Since April, 270 people — including 55 civilians — have been killed in assassinations of rebels and commanders from all sides in Idlib, and adjacent parts of Hama and Aleppo provinces, the Britain-based Observatory says.
Activists and analysts blame most of the violence on two rival umbrella groups, also attributing some to the Daesh group and alleged regime collaborators.
The Hayat Tahrir Al-Sham (HTS) alliance, which is led by terrorists from Al-Qaeda’s former Syrian affiliate, controls more than 60 percent of Idlib. Part of the rest is held by the National Liberation Front, a rival umbrella group backed by Turkey, while Daesh also has sleeper cells in the area.
The regime holds the southeastern tip of the province that is home to some 2.5 million people — more than half displaced by Syria’s seven-year war or bussed into Idlib under surrender deals.
As the rampant insecurity in opposition areas reaches all walks of life, residents have grown increasingly angry.
The media activist from southern Idlib said he mostly blamed the dominant force of HTS for the chaos.
“As the most powerful force on the ground, it is responsible for guaranteeing security,” the activist said.
Medical staff in the HTS-held provincial capital have also had enough.
In June, doctors and pharmacists in Idlib city announced a three-day strike to protest against “chaos and a lack of security,” including the kidnapping of doctors for ransom.
In one of the latest incidents, on Aug. 7, masked men abducted Khalil Agha, a hospital director in the southwest of the province, said district spokesman Mahmud Al-Sheikh.
He was only released a week later after payment of a $100,000 ransom, Sheikh said.
A second activist said that, in the street, residents changed their route if they saw men with scarves wrapped around their faces, fearing an attack.
In recent weeks, HTS as well as other combatants have arrested not only alleged Daesh members, but also dozens of people accused of collusion with the regime.

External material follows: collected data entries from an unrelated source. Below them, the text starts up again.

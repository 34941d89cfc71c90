pub mod angles;
pub mod lnglat;
pub mod vec2;

pub use angles::*;
pub use lnglat::*;
pub use vec2::*;
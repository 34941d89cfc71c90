use crate::frame::Frame;

/// Event severity. `Warn` marks declined operations and stale signals that a
/// host may want to surface; everything else is trace-level.
#[derive(Debug, Copy, Clone, PartialEq, Eq)]
pub enum Severity {
    Trace,
    Warn,
}

/// Structured traceability event.
///
/// This is the engine's logging surface: controllers emit one event per
/// lifecycle transition, tagged with the frame it happened on, so a replay
/// of the same frames yields the same event stream.
#[derive(Debug, Clone, PartialEq, Eq)]
pub struct Event {
    pub frame_index: u64,
    pub severity: Severity,
    pub kind: &'static str,
    pub message: String,
}

#[derive(Debug, Default)]
pub struct EventBus {
    events: Vec<Event>,
}

impl EventBus {
    pub fn new() -> Self {
        Self { events: Vec::new() }
    }

    pub fn trace(&mut self, frame: Frame, kind: &'static str, message: impl Into<String>) {
        self.push(frame, Severity::Trace, kind, message);
    }

    pub fn warn(&mut self, frame: Frame, kind: &'static str, message: impl Into<String>) {
        self.push(frame, Severity::Warn, kind, message);
    }

    fn push(&mut self, frame: Frame, severity: Severity, kind: &'static str, message: impl Into<String>) {
        self.events.push(Event {
            frame_index: frame.index,
            severity,
            kind,
            message: message.into(),
        });
    }

    pub fn events(&self) -> &[Event] {
        &self.events
    }

    pub fn events_of_kind<'a>(&'a self, kind: &'a str) -> impl Iterator<Item = &'a Event> + 'a {
        self.events.iter().filter(move |e| e.kind == kind)
    }

    pub fn drain(&mut self) -> Vec<Event> {
        std::mem::take(&mut self.events)
    }
}

#[cfg(test)]
mod tests {
    use super::{EventBus, Severity};
    use crate::frame::Frame;
    use foundation::time::Time;

    fn frame(index: u64) -> Frame {
        Frame {
            index,
            dt_s: 1.0 / 60.0,
            now: Time(index as f64 / 60.0),
        }
    }

    #[test]
    fn records_frame_index_and_severity() {
        let mut bus = EventBus::new();
        bus.trace(frame(3), "spin", "resumed");
        bus.warn(frame(4), "reveal", "missing geometry");
        assert_eq!(bus.events().len(), 2);
        assert_eq!(bus.events()[0].frame_index, 3);
        assert_eq!(bus.events()[1].severity, Severity::Warn);
    }

    #[test]
    fn filters_by_kind() {
        let mut bus = EventBus::new();
        bus.trace(frame(0), "spin", "paused");
        bus.trace(frame(0), "orbit", "enabled");
        bus.trace(frame(1), "spin", "resumed");
        assert_eq!(bus.events_of_kind("spin").count(), 2);
    }

    #[test]
    fn drain_clears_events() {
        let mut bus = EventBus::new();
        bus.trace(frame(0), "k", "m");
        assert_eq!(bus.drain().len(), 1);
        assert!(bus.events().is_empty());
    }
}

Rebels fear loyalists could help broker a surrender deal, but HTS official Khaled Al-Ali also accused regime forces of helping to foment instability.

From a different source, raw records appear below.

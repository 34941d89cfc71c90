use std::collections::BTreeMap;

use foundation::time::Time;

/// Handle to an armed one-shot timer.
///
/// Like [`crate::AnimationHandle`], ids are never reused, so a handle kept
/// past `clear` can only ever miss.
#[derive(Debug, Copy, Clone, PartialEq, Eq, PartialOrd, Ord, Hash)]
pub struct TimerId(pub u64);

/// Deterministic one-shot timers on the engine timebase.
///
/// A cleared timer never fires: `clear` removes the entry outright, so a
/// stale id held by an old closure generation simply refers to nothing.
/// `fire_due` returns due ids in id (arming) order.
#[derive(Debug, Default)]
pub struct Timers {
    next_id: u64,
    armed: BTreeMap<TimerId, Time>,
}

impl Timers {
    pub fn new() -> Self {
        Self::default()
    }

    pub fn len(&self) -> usize {
        self.armed.len()
    }

    pub fn is_empty(&self) -> bool {
        self.armed.is_empty()
    }

    pub fn arm(&mut self, deadline: Time) -> TimerId {
        let id = TimerId(self.next_id);
        self.next_id = self.next_id.wrapping_add(1);
        self.armed.insert(id, deadline);
        id
    }

    pub fn arm_after(&mut self, now: Time, delay_s: f64) -> TimerId {
        self.arm(now.after(delay_s))
    }

    /// Clears a timer. Idempotent; stale ids are a no-op.
    ///
    /// Returns `true` if the timer was still armed.
    pub fn clear(&mut self, id: TimerId) -> bool {
        self.armed.remove(&id).is_some()
    }

    pub fn clear_all(&mut self) {
        self.armed.clear();
    }

    pub fn is_armed(&self, id: TimerId) -> bool {
        self.armed.contains_key(&id)
    }

    /// Removes and returns every timer whose deadline is at or before `now`.
    pub fn fire_due(&mut self, now: Time) -> Vec<TimerId> {
        let due: Vec<TimerId> = self
            .armed
            .iter()
            .filter(|(_, deadline)| **deadline <= now)
            .map(|(id, _)| *id)
            .collect();
        for id in &due {
            self.armed.remove(id);
        }
        due
    }
}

President Bashar Assad on July 26 said regaining control of Idlib was a priority. But analysts say any offensive is likely to be limited to Idlib’s peripheries, to allow Turkey and regime ally Russia to eke out a deal for the rest of the province.
A report for the Turkey-based Omran Center for Strategic Studies said the chaos was due to “competition between a flurry of local forces,” as well as IS and regime sleeper cells.
The instability was affecting the popularity of all rebels, the report’s author Nawar Oliver told AFP, especially HTS.
“Many areas in Idlib hate HTS and are ready to revolt against them at any time,” said the analyst.
Popular anger “could help the regime if it tried to take back the province,” Oliver said.
But discontent over the violence could also “make civilians more favorable to an alternative” put forward by Ankara and Moscow, he said.